◆ ABOUT THIS TASK ◆
With the first line as the start and the line containing "System, Network, Cloud)." as the end, write out every line of the records exactly.

Dataset entries:
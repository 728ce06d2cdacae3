//! Typed vs raw device configuration.
//!
//! The raw blob mirrors whatever the device exposes; the typed model names
//! the sections we reason about (WiFi, MQTT, Auth, System, Network, Cloud).
//! Conversions are total on the intersection and unknown keys ride along
//! in `extra`, so raw→typed→raw loses nothing.

use serde::{Deserialize, Serialize};
use serde_json::{json, Map, Value};

use crate::error::Result;

#[derive(Debug, Clone, Default, PartialEq, Serialize, Deserialize)]
pub struct TypedConfig {
    #[serde(skip_serializing_if = "Option::is_none")]
    pub wifi: Option<WifiConfig>,
    #[serde(skip_serializing_if = "Option::is_none")]
    pub mqtt: Option<MqttConfig>,
    #[serde(skip_serializing_if = "Option::is_none")]
    pub auth: Option<AuthConfig>,
    #[serde(skip_serializing_if = "Option::is_none")]
    pub system: Option<SystemConfig>,
    #[serde(skip_serializing_if = "Option::is_none")]
    pub network: Option<NetworkConfig>,
    #[serde(skip_serializing_if = "Option::is_none")]
    pub cloud: Option<CloudConfig>,
    /// Keys the typed model does not name, preserved verbatim.
    #[serde(flatten)]
    pub extra: Map<String, Value>,
}

#[derive(Debug, Clone, Default, PartialEq, Serialize, Deserialize)]
pub struct WifiConfig {
    #[serde(skip_serializing_if = "Option::is_none")]
    pub enabled: Option<bool>,
    #[serde(skip_serializing_if = "Option::is_none")]
    pub ssid: Option<String>,
    #[serde(skip_serializing_if = "Option::is_none")]
    pub password: Option<String>,
    #[serde(skip_serializing_if = "Option::is_none")]
    pub ip: Option<String>,
    #[serde(skip_serializing_if = "Option::is_none")]
    pub netmask: Option<String>,
    #[serde(skip_serializing_if = "Option::is_none")]
    pub gateway: Option<String>,
    #[serde(flatten)]
    pub extra: Map<String, Value>,
}

#[derive(Debug, Clone, Default, PartialEq, Serialize, Deserialize)]
pub struct MqttConfig {
    #[serde(skip_serializing_if = "Option::is_none")]
    pub enabled: Option<bool>,
    #[serde(skip_serializing_if = "Option::is_none")]
    pub server: Option<String>,
    #[serde(skip_serializing_if = "Option::is_none")]
    pub user: Option<String>,
    #[serde(skip_serializing_if = "Option::is_none")]
    pub client_id: Option<String>,
    #[serde(flatten)]
    pub extra: Map<String, Value>,
}

#[derive(Debug, Clone, Default, PartialEq, Serialize, Deserialize)]
pub struct AuthConfig {
    #[serde(skip_serializing_if = "Option::is_none")]
    pub enabled: Option<bool>,
    #[serde(skip_serializing_if = "Option::is_none")]
    pub username: Option<String>,
    #[serde(flatten)]
    pub extra: Map<String, Value>,
}

#[derive(Debug, Clone, Default, PartialEq, Serialize, Deserialize)]
pub struct SystemConfig {
    #[serde(skip_serializing_if = "Option::is_none")]
    pub name: Option<String>,
    #[serde(skip_serializing_if = "Option::is_none")]
    pub timezone: Option<String>,
    #[serde(skip_serializing_if = "Option::is_none")]
    pub lat: Option<f64>,
    #[serde(skip_serializing_if = "Option::is_none")]
    pub lng: Option<f64>,
    #[serde(skip_serializing_if = "Option::is_none")]
    pub eco_mode: Option<bool>,
    #[serde(flatten)]
    pub extra: Map<String, Value>,
}

#[derive(Debug, Clone, Default, PartialEq, Serialize, Deserialize)]
pub struct NetworkConfig {
    /// `dhcp` or `static`.
    #[serde(skip_serializing_if = "Option::is_none")]
    pub ipv4_method: Option<String>,
    #[serde(skip_serializing_if = "Option::is_none")]
    pub ip: Option<String>,
    #[serde(skip_serializing_if = "Option::is_none")]
    pub netmask: Option<String>,
    #[serde(skip_serializing_if = "Option::is_none")]
    pub gateway: Option<String>,
    #[serde(skip_serializing_if = "Option::is_none")]
    pub dns: Option<String>,
    #[serde(flatten)]
    pub extra: Map<String, Value>,
}

#[derive(Debug, Clone, Default, PartialEq, Serialize, Deserialize)]
pub struct CloudConfig {
    #[serde(skip_serializing_if = "Option::is_none")]
    pub enabled: Option<bool>,
    #[serde(skip_serializing_if = "Option::is_none")]
    pub server: Option<String>,
    #[serde(flatten)]
    pub extra: Map<String, Value>,
}

/// Raw blob → typed model. Unknown keys land in `extra`.
pub fn raw_to_typed(raw: &Value) -> Result<TypedConfig> {
    Ok(serde_json::from_value(raw.clone())?)
}

/// Typed model → raw blob, including everything `extra` carried.
pub fn typed_to_raw(typed: &TypedConfig) -> Result<Value> {
    Ok(serde_json::to_value(typed)?)
}

/// Map a live device config into the canonical typed shape. Gen1 exposes
/// `wifi_sta`/`login`; Gen2+ nests under `wifi.sta` and `sys.device`.
pub fn normalize_device_config(raw: &Value, generation: u8) -> TypedConfig {
    let mut typed = TypedConfig::default();
    if generation == 1 {
        if let Some(sta) = raw.get("wifi_sta") {
            typed.wifi = Some(WifiConfig {
                enabled: sta.get("enabled").and_then(Value::as_bool),
                ssid: str_field(sta, "ssid"),
                password: None,
                ip: str_field(sta, "ip"),
                netmask: str_field(sta, "mask"),
                gateway: str_field(sta, "gw"),
                extra: Map::new(),
            });
        }
        if let Some(mqtt) = raw.get("mqtt") {
            typed.mqtt = Some(MqttConfig {
                enabled: mqtt.get("enable").and_then(Value::as_bool),
                server: str_field(mqtt, "server"),
                user: str_field(mqtt, "user"),
                client_id: str_field(mqtt, "id"),
                extra: Map::new(),
            });
        }
        if let Some(login) = raw.get("login") {
            typed.auth = Some(AuthConfig {
                enabled: login.get("enabled").and_then(Value::as_bool),
                username: str_field(login, "username"),
                extra: Map::new(),
            });
        }
        typed.system = Some(SystemConfig {
            name: str_field(raw, "name"),
            timezone: str_field(raw, "timezone"),
            lat: raw.get("lat").and_then(Value::as_f64),
            lng: raw.get("lng").and_then(Value::as_f64),
            eco_mode: raw.get("eco_mode_enabled").and_then(Value::as_bool),
            extra: Map::new(),
        });
        if let Some(cloud) = raw.get("cloud") {
            typed.cloud = Some(CloudConfig {
                enabled: cloud.get("enabled").and_then(Value::as_bool),
                server: str_field(cloud, "server"),
                extra: Map::new(),
            });
        }
    } else {
        if let Some(sta) = raw.get("wifi").and_then(|w| w.get("sta")) {
            typed.wifi = Some(WifiConfig {
                enabled: sta.get("enable").and_then(Value::as_bool),
                ssid: str_field(sta, "ssid"),
                password: None,
                ip: str_field(sta, "ip"),
                netmask: str_field(sta, "netmask"),
                gateway: str_field(sta, "gw"),
                extra: Map::new(),
            });
        }
        if let Some(mqtt) = raw.get("mqtt") {
            typed.mqtt = Some(MqttConfig {
                enabled: mqtt.get("enable").and_then(Value::as_bool),
                server: str_field(mqtt, "server"),
                user: str_field(mqtt, "user"),
                client_id: str_field(mqtt, "client_id"),
                extra: Map::new(),
            });
        }
        if let Some(device) = raw.get("sys").and_then(|s| s.get("device")) {
            typed.system = Some(SystemConfig {
                name: str_field(device, "name"),
                timezone: raw
                    .get("sys")
                    .and_then(|s| s.get("location"))
                    .and_then(|l| l.get("tz"))
                    .and_then(Value::as_str)
                    .map(String::from),
                lat: None,
                lng: None,
                eco_mode: device.get("eco_mode").and_then(Value::as_bool),
                extra: Map::new(),
            });
        }
        if let Some(cloud) = raw.get("cloud") {
            typed.cloud = Some(CloudConfig {
                enabled: cloud.get("enable").and_then(Value::as_bool),
                server: str_field(cloud, "server"),
                extra: Map::new(),
            });
        }
    }
    typed
}

fn str_field(value: &Value, key: &str) -> Option<String> {
    value.get(key).and_then(Value::as_str).map(String::from)
}

/// JSON-schema-like introspection document, enough to drive a form.
pub fn schema() -> Value {
    json!({
        "type": "object",
        "properties": {
            "wifi": {
                "type": "object",
                "description": "Station WiFi settings",
                "properties": {
                    "enabled": {"type": "boolean"},
                    "ssid": {"type": "string"},
                    "password": {"type": "string", "writeOnly": true},
                    "ip": {"type": "string", "format": "ipv4"},
                    "netmask": {"type": "string"},
                    "gateway": {"type": "string", "format": "ipv4"}
                }
            },
            "mqtt": {
                "type": "object",
                "description": "MQTT uplink",
                "properties": {
                    "enabled": {"type": "boolean"},
                    "server": {"type": "string"},
                    "user": {"type": "string"},
                    "client_id": {"type": "string"}
                }
            },
            "auth": {
                "type": "object",
                "description": "Local HTTP authentication",
                "properties": {
                    "enabled": {"type": "boolean"},
                    "username": {"type": "string"}
                }
            },
            "system": {
                "type": "object",
                "description": "Device identity and locale",
                "properties": {
                    "name": {"type": "string"},
                    "timezone": {"type": "string"},
                    "lat": {"type": "number"},
                    "lng": {"type": "number"},
                    "eco_mode": {"type": "boolean"}
                }
            },
            "network": {
                "type": "object",
                "description": "Static IPv4 overrides",
                "properties": {
                    "ipv4_method": {"type": "string", "enum": ["dhcp", "static"]},
                    "ip": {"type": "string", "format": "ipv4"},
                    "netmask": {"type": "string"},
                    "gateway": {"type": "string", "format": "ipv4"},
                    "dns": {"type": "string"}
                }
            },
            "cloud": {
                "type": "object",
                "description": "Shelly cloud uplink",
                "properties": {
                    "enabled": {"type": "boolean"},
                    "server": {"type": "string"}
                }
            }
        }
    })
}

#[cfg(test)]
mod tests {
    use super::*;

    #[test]
    fn test_typed_raw_round_trip_identity() {
        let typed = TypedConfig {
            wifi: Some(WifiConfig {
                enabled: Some(true),
                ssid: Some("lab".into()),
                ..Default::default()
            }),
            system: Some(SystemConfig { name: Some("Living".into()), ..Default::default() }),
            ..Default::default()
        };
        let raw = typed_to_raw(&typed).unwrap();
        let back = raw_to_typed(&raw).unwrap();
        assert_eq!(typed, back);
    }

    #[test]
    fn test_raw_round_trip_preserves_unknown_keys() {
        let raw = json!({
            "wifi": {"ssid": "lab", "roaming": {"rssi_thr": -80}},
            "ble": {"enable": true},
            "fw_mode": "stable"
        });
        let typed = raw_to_typed(&raw).unwrap();
        // Unknown top-level keys live in extra.
        assert!(typed.extra.contains_key("ble"));
        assert!(typed.extra.contains_key("fw_mode"));
        // Unknown nested keys survive inside the section.
        let wifi = typed.wifi.as_ref().unwrap();
        assert!(wifi.extra.contains_key("roaming"));

        let back = typed_to_raw(&typed).unwrap();
        assert_eq!(back["ble"], raw["ble"]);
        assert_eq!(back["wifi"]["roaming"], raw["wifi"]["roaming"]);
        assert_eq!(back["wifi"]["ssid"], "lab");
    }

    #[test]
    fn test_normalize_gen1() {
        let raw = json!({
            "name": "kitchen",
            "timezone": "Europe/Sofia",
            "wifi_sta": {"enabled": true, "ssid": "lab", "ip": "10.0.0.5"},
            "login": {"enabled": true, "username": "admin"},
            "mqtt": {"enable": false, "server": "10.0.0.2:1883"}
        });
        let typed = normalize_device_config(&raw, 1);
        assert_eq!(typed.wifi.as_ref().unwrap().ssid.as_deref(), Some("lab"));
        assert_eq!(typed.auth.as_ref().unwrap().enabled, Some(true));
        assert_eq!(typed.system.as_ref().unwrap().name.as_deref(), Some("kitchen"));
        assert_eq!(typed.mqtt.as_ref().unwrap().enabled, Some(false));
    }

    #[test]
    fn test_normalize_gen2() {
        let raw = json!({
            "wifi": {"sta": {"enable": true, "ssid": "lab"}},
            "sys": {"device": {"name": "garage", "eco_mode": true},
                     "location": {"tz": "Europe/Sofia"}},
            "cloud": {"enable": false}
        });
        let typed = normalize_device_config(&raw, 2);
        assert_eq!(typed.wifi.as_ref().unwrap().ssid.as_deref(), Some("lab"));
        assert_eq!(typed.system.as_ref().unwrap().name.as_deref(), Some("garage"));
        assert_eq!(typed.system.as_ref().unwrap().timezone.as_deref(), Some("Europe/Sofia"));
        assert_eq!(typed.cloud.as_ref().unwrap().enabled, Some(false));
    }

    #[test]
    fn test_schema_lists_all_sections() {
        let doc = schema();
        let props = doc["properties"].as_object().unwrap();
        for section in ["wifi", "mqtt", "auth", "system", "network", "cloud"] {
            assert!(props.contains_key(section), "missing {}", section);
        }
    }
}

◆ SOLUTION TO THE EXERCISE ◆
repository 728ce06d2cdacae3
//! Typed vs raw device configuration.
//!
//! The raw blob mirrors whatever the device exposes; the typed model names
//! the sections we reason about (WiFi, MQTT, Auth, System, Network, Cloud).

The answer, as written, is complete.